Die Militärrevolten (pronunciamientos) führten in Spanien des 19. und 20. Jhd. zu zahlreichen Regierungsumbildungen. Der Begriff kommt vom pronunciar (= aussprechen)

Militärrevolten in Spanien
Militärrevolten in Spanien.
© Hans Diego Rose

Militärrevolten in Spanien ab 1814

Die Militärrevolten (pronunciamientos) führten in Spanien des 19. und 20. Jhd. zu zahlreichen Regierungsumbildungen. Der Begriff kommt vom pronunciar (= aussprechen). Ein pronunciamiento bedeutete daher zuerst eine Verlautbarung oder Verkündigung. Sie wurde zum Instrument des Militärs, um durch eine Militärrevolte (rebelión militar) oder Aufstand (levantamiento), in die Politik einzugreifen. Ab 1814 wurden diese pronunciamientos als Militärrevolte oder Putsch genutzt, um die jeweils amtierende Regierung zu stürzen. Die Vorgehensweisen bei einem pronunciamiento ähnelten sich. Ein militärischer Führer sprach einen Missstand in einem Manifest vor der Truppe an. Die den Führer folgende Truppen marschierte Richtung Madrid.

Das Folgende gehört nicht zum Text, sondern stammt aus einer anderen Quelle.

//! Postgres storage backend

use async_trait::async_trait;
use sqlx::PgPool;
use chrono::Utc;
use crate::database::backend::EventStorage;
use crate::models::{Event, Enrollment, CreateEventRequest};
use crate::utils::errors::{JoinMyError, Result};

#[derive(Clone)]
pub struct PostgresEventStore {
    pool: PgPool,
}

impl PostgresEventStore {
    pub fn new(pool: PgPool) -> Self {
        Self { pool }
    }
}

#[async_trait]
impl EventStorage for PostgresEventStore {
    async fn insert_event(&self, request: CreateEventRequest) -> Result<Event> {
        let event = sqlx::query_as::<_, Event>(
            r#"
            INSERT INTO events (name, organizer, description, latitude, longitude, scheduled_at, capacity, enrolled, cancellation_risk, created_at)
            VALUES ($1, $2, $3, $4, $5, $6, $7, 0, $8, $9)
            RETURNING id, name, organizer, description, latitude, longitude, scheduled_at, capacity, enrolled, cancellation_risk, created_at
            "#
        )
        .bind(request.name)
        .bind(request.organizer)
        .bind(request.description)
        .bind(request.latitude)
        .bind(request.longitude)
        .bind(request.scheduled_at)
        .bind(request.capacity)
        .bind(request.cancellation_risk)
        .bind(Utc::now())
        .fetch_one(&self.pool)
        .await?;

        Ok(event)
    }

    async fn find_by_id(&self, event_id: i64) -> Result<Option<Event>> {
        let event = sqlx::query_as::<_, Event>(
            "SELECT id, name, organizer, description, latitude, longitude, scheduled_at, capacity, enrolled, cancellation_risk, created_at FROM events WHERE id = $1"
        )
        .bind(event_id)
        .fetch_optional(&self.pool)
        .await?;

        Ok(event)
    }

    async fn list(&self, filter: Option<&str>) -> Result<Vec<Event>> {
        let events = match filter {
            Some(query) => {
                let pattern = format!("%{}%", query);
                sqlx::query_as::<_, Event>(
                    "SELECT id, name, organizer, description, latitude, longitude, scheduled_at, capacity, enrolled, cancellation_risk, created_at FROM events WHERE name ILIKE $1 OR description ILIKE $1 ORDER BY scheduled_at ASC"
                )
                .bind(pattern)
                .fetch_all(&self.pool)
                .await?
            }
            None => {
                sqlx::query_as::<_, Event>(
                    "SELECT id, name, organizer, description, latitude, longitude, scheduled_at, capacity, enrolled, cancellation_risk, created_at FROM events ORDER BY scheduled_at ASC"
                )
                .fetch_all(&self.pool)
                .await?
            }
        };

        Ok(events)
    }

    async fn add_enrollment(&self, user_id: &str, event_id: i64) -> Result<Enrollment> {
        let mut tx = self.pool.begin().await?;

        let event: Option<(i64,)> = sqlx::query_as("SELECT id FROM events WHERE id = $1")
            .bind(event_id)
            .fetch_optional(&mut *tx)
            .await?;
        if event.is_none() {
            return Err(JoinMyError::EventNotFound { event_id });
        }

        let enrollment = sqlx::query_as::<_, Enrollment>(
            r#"
            INSERT INTO enrollments (user_id, event_id, joined_at)
            VALUES ($1, $2, $3)
            ON CONFLICT (user_id, event_id) DO NOTHING
            RETURNING user_id, event_id, joined_at
            "#
        )
        .bind(user_id)
        .bind(event_id)
        .bind(Utc::now())
        .fetch_optional(&mut *tx)
        .await?;

        let enrollment = match enrollment {
            Some(enrollment) => enrollment,
            None => {
                return Err(JoinMyError::AlreadyEnrolled {
                    user_id: user_id.to_string(),
                    event_id,
                })
            }
        };

        // The row count of the conditional update is the capacity check:
        // concurrent joins serialize on the event row lock, and a stale
        // counter can never be incremented past capacity.
        let updated = sqlx::query(
            "UPDATE events SET enrolled = enrolled + 1 WHERE id = $1 AND enrolled < capacity"
        )
        .bind(event_id)
        .execute(&mut *tx)
        .await?;

        if updated.rows_affected() == 0 {
            return Err(JoinMyError::EventFull { event_id });
        }

        tx.commit().await?;
        Ok(enrollment)
    }

    async fn remove_enrollment(&self, user_id: &str, event_id: i64) -> Result<()> {
        let mut tx = self.pool.begin().await?;

        let event: Option<(i64,)> = sqlx::query_as("SELECT id FROM events WHERE id = $1")
            .bind(event_id)
            .fetch_optional(&mut *tx)
            .await?;
        if event.is_none() {
            return Err(JoinMyError::EventNotFound { event_id });
        }

        let deleted = sqlx::query("DELETE FROM enrollments WHERE user_id = $1 AND event_id = $2")
            .bind(user_id)
            .bind(event_id)
            .execute(&mut *tx)
            .await?;

        if deleted.rows_affected() == 0 {
            return Err(JoinMyError::NotEnrolled {
                user_id: user_id.to_string(),
                event_id,
            });
        }

        sqlx::query("UPDATE events SET enrolled = enrolled - 1 WHERE id = $1 AND enrolled > 0")
            .bind(event_id)
            .execute(&mut *tx)
            .await?;

        tx.commit().await?;
        Ok(())
    }

    async fn is_enrolled(&self, user_id: &str, event_id: i64) -> Result<bool> {
        let count: (i64,) = sqlx::query_as(
            "SELECT COUNT(*) FROM enrollments WHERE user_id = $1 AND event_id = $2"
        )
        .bind(user_id)
        .bind(event_id)
        .fetch_one(&self.pool)
        .await?;

        Ok(count.0 > 0)
    }

    async fn user_events(&self, user_id: &str) -> Result<Vec<Event>> {
        let events = sqlx::query_as::<_, Event>(
            r#"
            SELECT e.id, e.name, e.organizer, e.description, e.latitude, e.longitude, e.scheduled_at, e.capacity, e.enrolled, e.cancellation_risk, e.created_at
            FROM events e
            INNER JOIN enrollments en ON e.id = en.event_id
            WHERE en.user_id = $1
            ORDER BY e.scheduled_at ASC
            "#
        )
        .bind(user_id)
        .fetch_all(&self.pool)
        .await?;

        Ok(events)
    }

    async fn enrollment_count(&self, event_id: i64) -> Result<i64> {
        let count: (i64,) = sqlx::query_as(
            "SELECT COUNT(*) FROM enrollments WHERE event_id = $1"
        )
        .bind(event_id)
        .fetch_one(&self.pool)
        .await?;

        Ok(count.0)
    }
}
//! Application wiring: core state + connection handle + background tasks

use std::sync::Arc;

use snapdock_core::{
    AppState, ClientMessage, Config, ConnectionEvent, ConnectionHandle, ConnectionManager,
    ConnectionState, PairingClient, PairingCode, PhotoClient, PhotoEntry,
    pairing::PairingError,
    photos::PhotoApiError,
    state::StatusLevel,
};
use tokio::sync::mpsc;
use tracing::warn;

/// Application result for main loop
pub enum AppResult {
    Continue,
    Quit,
}

/// Results of spawned HTTP tasks, drained on the UI loop
enum BackgroundEvent {
    Pairing(Result<PairingCode, PairingError>),
    Photos(Result<Vec<PhotoEntry>, PhotoApiError>),
    FolderSet(Result<(), PhotoApiError>),
}

/// Main application struct
pub struct App {
    /// Configuration
    pub config: Config,

    /// UI state
    pub state: AppState,

    handle: ConnectionHandle,
    events: mpsc::UnboundedReceiver<ConnectionEvent>,

    background: mpsc::UnboundedReceiver<BackgroundEvent>,
    background_tx: mpsc::UnboundedSender<BackgroundEvent>,

    pairing_client: Arc<PairingClient>,
    photo_client: Arc<PhotoClient>,
}

impl App {
    pub fn new(config: Config) -> Self {
        let base = config.server.http_base();
        let (handle, events) =
            ConnectionManager::spawn(config.server.ws_url(), config.client.reconnect_policy());
        let (background_tx, background) = mpsc::unbounded_channel();

        let mut app = Self {
            config,
            state: AppState::default(),
            handle,
            events,
            background,
            background_tx,
            pairing_client: Arc::new(PairingClient::new(&base)),
            photo_client: Arc::new(PhotoClient::new(&base)),
        };

        app.request_pairing_code();
        app
    }

    /// Kick off a (fresh) pairing-code fetch. One shot; a failure parks
    /// the pairing view in its failed state until the user retries.
    pub fn request_pairing_code(&mut self) {
        if self.state.token.is_some() {
            return;
        }
        self.state.begin_pairing();

        let client = self.pairing_client.clone();
        let tx = self.background_tx.clone();
        tokio::spawn(async move {
            let _ = tx.send(BackgroundEvent::Pairing(client.fetch_code().await));
        });
    }

    /// Reload the photo listing
    pub fn refresh_photos(&mut self) {
        let client = self.photo_client.clone();
        let tx = self.background_tx.clone();
        tokio::spawn(async move {
            let _ = tx.send(BackgroundEvent::Photos(client.list_photos().await));
        });
    }

    /// Forward the chosen upload folder to the server
    pub fn set_upload_folder(&mut self, folder: String) {
        let client = self.photo_client.clone();
        let tx = self.background_tx.clone();
        tokio::spawn(async move {
            let _ = tx.send(BackgroundEvent::FolderSet(
                client.set_upload_folder(&folder).await,
            ));
        });
    }

    /// Ask the server to copy the selected photos.
    ///
    /// Fire-and-forget: if the channel is down the message is dropped by
    /// the connection manager, so the status line stays honest about it.
    pub fn copy_selected(&mut self) {
        let hashes = self.state.selected_hashes();
        if hashes.is_empty() {
            self.state.set_status("Nothing selected", StatusLevel::Info);
            return;
        }

        if self.state.connection != ConnectionState::Connected {
            self.state
                .set_status("Not connected, copy not sent", StatusLevel::Warning);
        } else {
            self.state.set_status(
                format!("Requested copy of {} photo(s)", hashes.len()),
                StatusLevel::Success,
            );
        }
        self.handle.send(ClientMessage::copy_files(hashes));
    }

    /// Drain pending connection and background events
    pub fn tick(&mut self) {
        while let Ok(event) = self.events.try_recv() {
            match event {
                ConnectionEvent::Status(true) => {
                    self.state.set_connection(ConnectionState::Connected);
                }
                ConnectionEvent::Status(false) => {
                    self.state.set_connection(ConnectionState::Disconnected);
                }
                ConnectionEvent::Token(token) => self.on_token(token),
            }
        }

        while let Ok(event) = self.background.try_recv() {
            match event {
                BackgroundEvent::Pairing(Ok(code)) => {
                    let link = code.link(self.config.server.port);
                    self.state.show_pairing_link(link);
                }
                BackgroundEvent::Pairing(Err(err)) => {
                    warn!(%err, "pairing code fetch failed");
                    self.state.pairing_failed();
                }
                BackgroundEvent::Photos(Ok(photos)) => {
                    self.state.set_photos(photos);
                }
                BackgroundEvent::Photos(Err(err)) => {
                    warn!(%err, "photo listing failed");
                    self.state
                        .set_status("Could not load photos", StatusLevel::Error);
                }
                BackgroundEvent::FolderSet(Ok(())) => {
                    self.state
                        .set_status("Upload folder updated", StatusLevel::Success);
                }
                BackgroundEvent::FolderSet(Err(err)) => {
                    warn!(%err, "folder config failed");
                    self.state
                        .set_status("Could not set upload folder", StatusLevel::Error);
                }
            }
        }
    }

    fn on_token(&mut self, token: String) {
        let first = self.state.token.is_none();
        self.state.set_token(token);
        if first {
            self.state.set_status("Paired", StatusLevel::Success);
            self.refresh_photos();
        }
    }

    /// Close the live channel and cancel any pending reconnect
    pub fn shutdown(&self) {
        self.handle.shutdown();
    }
}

Weitere Truppenteile und Teile der Zivilbevölkerung folgten den Aufruf. Zumeist gab ab diesem Punkt die jeweilige Regierung auf um weitere Unruhen oder einen Bürgerkrieg zu verhindern. Scheiterte ein pronciamiento, mussten deren Anführer zumeist über die Grenze in das Ausland fliehen. Ein Beispiel ist der pronunciamiento von Oberst Rafael del Riego (1820). Hier konnte Ferdinand VII. nicht anders als den Eid auf die Verfassung von 1812 abzulegen und die Cortes () wieder einzusetzen.